The "Elefantenseite" is a special subpage on wdrmaus.de which is
entirely done in flash. But the streaming-infrastructure is the same as
on the other wdr pages, so just the way to get the jsonp url to the
metadata is different.
The site uses the url-anchor to lookup the video metadata in a full
table of content.
---
 youtube_dl/extractor/wdr.py | 52 ++++++++++++++++++++++++++++++++++---
 1 file changed, 49 insertions(+), 3 deletions(-)
diff --git a/youtube_dl/extractor/wdr.py b/youtube_dl/extractor/wdr.py
index 390f9e830..818c61d6e 100644
--- a/youtube_dl/extractor/wdr.py
+++ b/youtube_dl/extractor/wdr.py
@@ -31,6 +31,9 @@ class WDRBaseIE(InfoExtractor):
                                           transform_source=js_to_json)
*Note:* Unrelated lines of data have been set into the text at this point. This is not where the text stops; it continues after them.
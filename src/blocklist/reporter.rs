//! Side channel for refresh outcomes.

use std::path::Path;

use crate::blocklist::snapshot::BlocklistError;
use crate::observability::metrics;

/// Receives the outcome of every scheduled reload.
///
/// Injected into the refresh loop so failures can be asserted on in tests
/// instead of scraped from process output.
pub trait ReloadReporter: Send + Sync + 'static {
    /// A reload built a new snapshot and it is now current.
    fn reload_applied(&self, path: &Path, entries: usize);

    /// A reload failed; the previous snapshot remains current.
    fn reload_failed(&self, path: &Path, error: &BlocklistError);
}

/// Default reporter: structured logs plus reload counters.
#[derive(Debug, Clone, Copy, Default)]
pub struct TracingReporter;

impl ReloadReporter for TracingReporter {
    fn reload_applied(&self, path: &Path, entries: usize) {
        tracing::debug!(path = %path.display(), entries, "Blocklist reloaded");
        metrics::record_reload("applied");
        metrics::record_blocklist_size(entries);
    }

    fn reload_failed(&self, path: &Path, error: &BlocklistError) {
        tracing::error!(
            path = %path.display(),
            error = %error,
            "Error reloading blocklist. Keeping current entries."
        );
        metrics::record_reload("failed");
    }
}
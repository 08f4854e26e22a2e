//! Denylist subsystem.
//!
//! # Data Flow
//! ```text
//! blocklist file (one identifier per line)
//!     → snapshot.rs (read, trim, dedupe into an immutable set)
//!     → store.rs (atomic swap of Arc<Snapshot>)
//!     ← concurrent lookups from the gate middleware
//!
//! Every refresh interval:
//!     refresh.rs loads a fresh snapshot
//!     → on success: store.replace()
//!     → on failure: reporter.rs is notified, old snapshot stays current
//! ```
//!
//! # Design Decisions
//! - Building a snapshot never touches shared state; only the pointer swap does
//! - Lookups are lock-free (`ArcSwap` guard) and never wait on disk I/O
//! - Exact string membership: no CIDR, no IP syntax validation

pub mod refresh;
pub mod reporter;
pub mod snapshot;
pub mod store;

pub use refresh::RefreshLoop;
pub use reporter::{ReloadReporter, TracingReporter};
pub use snapshot::{BlocklistError, Snapshot};
pub use store::BlocklistStore;
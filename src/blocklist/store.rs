//! The shared reference cell holding the current denylist snapshot.

use std::sync::Arc;

use arc_swap::ArcSwap;

use crate::blocklist::snapshot::Snapshot;

/// Holds exactly one visible [`Snapshot`] and swaps it wholesale on reload.
///
/// Readers never block: [`contains`](Self::contains) takes a lock-free guard
/// on whichever snapshot is current at that instant.
#[derive(Debug)]
pub struct BlocklistStore {
    current: ArcSwap<Snapshot>,
}

impl BlocklistStore {
    pub fn new(initial: Snapshot) -> Self {
        Self {
            current: ArcSwap::from_pointee(initial),
        }
    }

    /// Make `snapshot` the one every subsequent lookup sees.
    ///
    /// Returns the snapshot that was replaced.
    pub fn replace(&self, snapshot: Snapshot) -> Arc<Snapshot> {
        self.current.swap(Arc::new(snapshot))
    }

    /// Exact membership check against the current snapshot.
    pub fn contains(&self, identifier: &str) -> bool {
        self.current.load().contains(identifier)
    }

    /// The current snapshot, for callers needing several consistent reads.
    pub fn snapshot(&self) -> Arc<Snapshot> {
        self.current.load_full()
    }

    pub fn len(&self) -> usize {
        self.current.load().len()
    }

    pub fn is_empty(&self) -> bool {
        self.current.load().is_empty()
    }
}

impl Default for BlocklistStore {
    fn default() -> Self {
        Self::new(Snapshot::empty())
    }
}
//! Axum router wiring.
//!
//! Every route sits behind the instrumentation middleware; the scrape path
//! and configured exclusions are skipped inside the middleware itself so the
//! route table stays flat.

use axum::{
    middleware,
    routing::get,
    Router,
};

use crate::app_state::AppState;
use crate::http::middleware::track_requests;
use crate::routes;

pub fn build_router(state: AppState) -> Router {
    let metrics_path = state.cfg().metrics.path.clone();

    Router::new()
        .route("/", get(routes::root))
        .route(&metrics_path, get(routes::metrics::exposition))
        .route("/metrics/summary", get(routes::metrics::summary))
        .route("/metrics/health-score", get(routes::metrics::health_score))
        .route("/metrics/alerts", get(routes::metrics::alerts))
        .route("/metrics/trends", get(routes::metrics::trends))
        .route("/metrics/export", get(routes::metrics::export))
        .route("/health", get(routes::health::health))
        .route("/health/detailed", get(routes::health::detailed))
        .route("/health/live", get(routes::health::live))
        .route("/health/ready", get(routes::health::ready))
        .route(
            "/api/v1/data",
            get(routes::data::list).post(routes::data::create),
        )
        .route("/api/v1/data/bulk", axum::routing::post(routes::data::create_bulk))
        .route("/api/v1/data/stats/summary", get(routes::data::stats))
        .route(
            "/api/v1/data/:id",
            get(routes::data::get)
                .put(routes::data::update)
                .delete(routes::data::delete),
        )
        .fallback(routes::not_found)
        .layer(middleware::from_fn_with_state(state.clone(), track_requests))
        .with_state(state)
}
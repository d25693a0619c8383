//! The metric registry: registered families, lazy labeled series, snapshots.
//!
//! Constructed once at process start and passed by `Arc` to every writer and
//! reader; there is no ambient global. The family map and each family's
//! series map are `DashMap`s, so the only contended path is the one-time lazy
//! creation of a new label combination — increments and observations go
//! straight to the per-series atomics.

use std::sync::{Arc, Mutex};

use dashmap::DashMap;

use crate::error::{MetricsError, Result};

use super::desc::{MetricDescriptor, MetricKind};
use super::series::{CounterCell, GaugeCell, HistogramCell, InfoCell, SeriesCell};
use super::snapshot::{FamilySnapshot, RegistrySnapshot, SeriesSnapshot, SeriesValue};

#[derive(Debug)]
pub(crate) struct MetricFamily {
    desc: MetricDescriptor,
    series: DashMap<Vec<String>, Arc<SeriesCell>>,
}

impl MetricFamily {
    fn new(desc: MetricDescriptor) -> Self {
        Self {
            desc,
            series: DashMap::new(),
        }
    }

    fn snapshot(&self) -> FamilySnapshot {
        let mut series: Vec<SeriesSnapshot> = self
            .series
            .iter()
            .map(|entry| {
                let value = match entry.value().as_ref() {
                    SeriesCell::Counter(c) => SeriesValue::Counter(c.value()),
                    SeriesCell::Gauge(g) => SeriesValue::Gauge(g.value()),
                    SeriesCell::Histogram(h) => {
                        let (cumulative, sum, count) = h.read();
                        SeriesValue::Histogram(super::snapshot::HistogramSnapshot {
                            boundaries: h.boundaries().to_vec(),
                            cumulative,
                            sum,
                            count,
                        })
                    }
                    SeriesCell::Info(i) => SeriesValue::Info(i.pairs.clone()),
                };
                SeriesSnapshot {
                    label_values: entry.key().clone(),
                    value,
                }
            })
            .collect();
        // Deterministic output regardless of map iteration order.
        series.sort_by(|a, b| a.label_values.cmp(&b.label_values));

        FamilySnapshot {
            name: self.desc.name.clone(),
            help: self.desc.help.clone(),
            kind: self.desc.kind,
            label_names: self.desc.label_names.clone(),
            series,
        }
    }
}

/// Typed handle onto a counter series.
#[derive(Clone)]
pub struct Counter {
    cell: Arc<SeriesCell>,
}

impl Counter {
    /// Increment by `delta` (>= 0). `InvalidDelta` otherwise.
    pub fn inc(&self, delta: f64) -> Result<()> {
        match self.cell.as_ref() {
            SeriesCell::Counter(c) => c.inc(delta),
            _ => Err(MetricsError::Internal("handle kind mismatch".into())),
        }
    }

    pub fn value(&self) -> f64 {
        match self.cell.as_ref() {
            SeriesCell::Counter(c) => c.value(),
            _ => 0.0,
        }
    }
}

/// Typed handle onto a gauge series.
#[derive(Clone)]
pub struct Gauge {
    cell: Arc<SeriesCell>,
}

impl Gauge {
    pub fn set(&self, v: f64) {
        if let SeriesCell::Gauge(g) = self.cell.as_ref() {
            g.set(v);
        }
    }

    pub fn add(&self, delta: f64) {
        if let SeriesCell::Gauge(g) = self.cell.as_ref() {
            g.add(delta);
        }
    }

    pub fn value(&self) -> f64 {
        match self.cell.as_ref() {
            SeriesCell::Gauge(g) => g.value(),
            _ => 0.0,
        }
    }
}

/// Typed handle onto a histogram series.
#[derive(Clone)]
pub struct Histogram {
    cell: Arc<SeriesCell>,
}

impl Histogram {
    pub fn observe(&self, v: f64) {
        if let SeriesCell::Histogram(h) = self.cell.as_ref() {
            h.observe(v);
        }
    }
}

/// Handle to one registered family; resolves label tuples to series cells.
#[derive(Clone)]
pub struct MetricHandle {
    family: Arc<MetricFamily>,
}

impl MetricHandle {
    pub fn name(&self) -> &str {
        &self.family.desc.name
    }

    fn series(&self, label_values: &[&str]) -> Result<Arc<SeriesCell>> {
        let desc = &self.family.desc;
        if label_values.len() != desc.label_names.len() {
            return Err(MetricsError::InvalidDelta(format!(
                "{}: expected {} label values, got {}",
                desc.name,
                desc.label_names.len(),
                label_values.len()
            )));
        }
        let key: Vec<String> = label_values.iter().map(|v| v.to_string()).collect();
        if let Some(existing) = self.family.series.get(&key) {
            return Ok(Arc::clone(existing.value()));
        }
        // Lazy-creation path; the entry lock is scoped to this insert.
        let cell = self
            .family
            .series
            .entry(key)
            .or_insert_with(|| {
                Arc::new(match desc.kind {
                    MetricKind::Counter => SeriesCell::Counter(CounterCell::default()),
                    MetricKind::Gauge => SeriesCell::Gauge(GaugeCell::default()),
                    MetricKind::Histogram => {
                        SeriesCell::Histogram(HistogramCell::new(&desc.buckets))
                    }
                    MetricKind::Info => SeriesCell::Info(InfoCell { pairs: Vec::new() }),
                })
            })
            .value()
            .clone();
        Ok(cell)
    }

    pub fn counter(&self, label_values: &[&str]) -> Result<Counter> {
        Ok(Counter {
            cell: self.series(label_values)?,
        })
    }

    pub fn gauge(&self, label_values: &[&str]) -> Result<Gauge> {
        Ok(Gauge {
            cell: self.series(label_values)?,
        })
    }

    pub fn histogram(&self, label_values: &[&str]) -> Result<Histogram> {
        Ok(Histogram {
            cell: self.series(label_values)?,
        })
    }

    /// Replace the single info series with the given constant pairs.
    pub fn set_info(&self, pairs: &[(&str, &str)]) {
        let cell = SeriesCell::Info(InfoCell {
            pairs: pairs
                .iter()
                .map(|(k, v)| (k.to_string(), v.to_string()))
                .collect(),
        });
        self.family.series.insert(Vec::new(), Arc::new(cell));
    }
}

/// Process-wide metric registry.
#[derive(Debug, Default)]
pub struct Registry {
    families: DashMap<String, Arc<MetricFamily>>,
    /// Registration order, for stable exposition output.
    order: Mutex<Vec<Arc<MetricFamily>>>,
}

impl Registry {
    pub fn new() -> Self {
        Self::default()
    }

    /// Register a family. Idempotent for an identical schema; a name collision
    /// with a different kind, label set, or bucket layout is a
    /// `DuplicateMetric` error (fatal at startup by policy).
    pub fn register(&self, desc: MetricDescriptor) -> Result<MetricHandle> {
        desc.validate()?;
        match self.families.entry(desc.name.clone()) {
            dashmap::mapref::entry::Entry::Occupied(existing) => {
                let family = existing.get();
                if family.desc.schema_matches(&desc) {
                    Ok(MetricHandle {
                        family: Arc::clone(family),
                    })
                } else {
                    Err(MetricsError::DuplicateMetric(desc.name))
                }
            }
            dashmap::mapref::entry::Entry::Vacant(slot) => {
                let family = Arc::new(MetricFamily::new(desc));
                slot.insert(Arc::clone(&family));
                self.push_order(Arc::clone(&family));
                Ok(MetricHandle { family })
            }
        }
    }

    fn push_order(&self, family: Arc<MetricFamily>) {
        let mut order = self.order.lock().unwrap_or_else(|e| e.into_inner());
        order.push(family);
    }

    /// Point-in-time view of every family. Each series is read atomically;
    /// cross-series consistency is intentionally not guaranteed.
    pub fn snapshot(&self) -> RegistrySnapshot {
        let order = self.order.lock().unwrap_or_else(|e| e.into_inner());
        RegistrySnapshot {
            families: order.iter().map(|f| f.snapshot()).collect(),
        }
    }
}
         jsonp_url = media_link_obj['mediaObj']['url']
 
+        return self._get_formats_from_jsonp_url(jsonp_url, display_id)
+
+    def _get_formats_from_jsonp_url(self, jsonp_url, display_id):
         metadata = self._download_json(
             jsonp_url, 'metadata', transform_source=strip_jsonp)
 
@@ -96,9 +99,9 @@ class WDRBaseIE(InfoExtractor):
 
 
 class WDRIE(WDRBaseIE):
-    _CURRENT_MAUS_URL = r'https?://(?:www\.)wdrmaus.de/(?:[^/]+/){1,2}[^/?#]+\.php5'
+    _MAUS_REGEX = r'https?://(?:www\.)wdrmaus\.de/(elefantenseite/#/(?P<elefanten_page_id>.*)|(?:[^/]+/){1,2}[^/?#]+\.php5)'
     _PAGE_REGEX = r'/(?:mediathek/)?[^/]+/(?P<type>[^/]+)/(?P<display_id>.+)\.html'
-    _VALID_URL = r'(?P<page_url>https?://(?:www\d\.)?wdr\d?\.de)' + _PAGE_REGEX + '|' + _CURRENT_MAUS_URL
+    _VALID_URL = r'(?P<page_url>https?://(?:www\d\.)?wdr\d?\.de)' + _PAGE_REGEX + '|' + _MAUS_REGEX
 
     _TESTS = [
         {
@@ -190,7 +193,18 @@ class WDRIE(WDRBaseIE):
                 'description': 'md5:2309992a6716c347891c045be50992e4',
                 'upload_date': '20160101',
             },
-        }
+        },
+        {
+            'url': 'http://www.wdrmaus.de/elefantenseite/#/lieder_metcalf_das_wilde_tier',
+            # HDS download, MD5 is unstable
+            'info_dict': {
+                'id': 'mdb-870527',
+                'ext': 'flv',
+                'title': 'Das wilde Tier',
+                'alt_title': 'Die Sendung mit dem Elefanten',
+                'upload_date': '20100714',
+            },
+        },
     ]
 
     def _real_extract(self, url):
@@ -203,6 +217,11 @@ class WDRIE(WDRBaseIE):
         info_dict = self._extract_wdr_video(webpage, display_id)
 
         if not info_dict:
+            elephant_id = mobj.group('elefanten_page_id')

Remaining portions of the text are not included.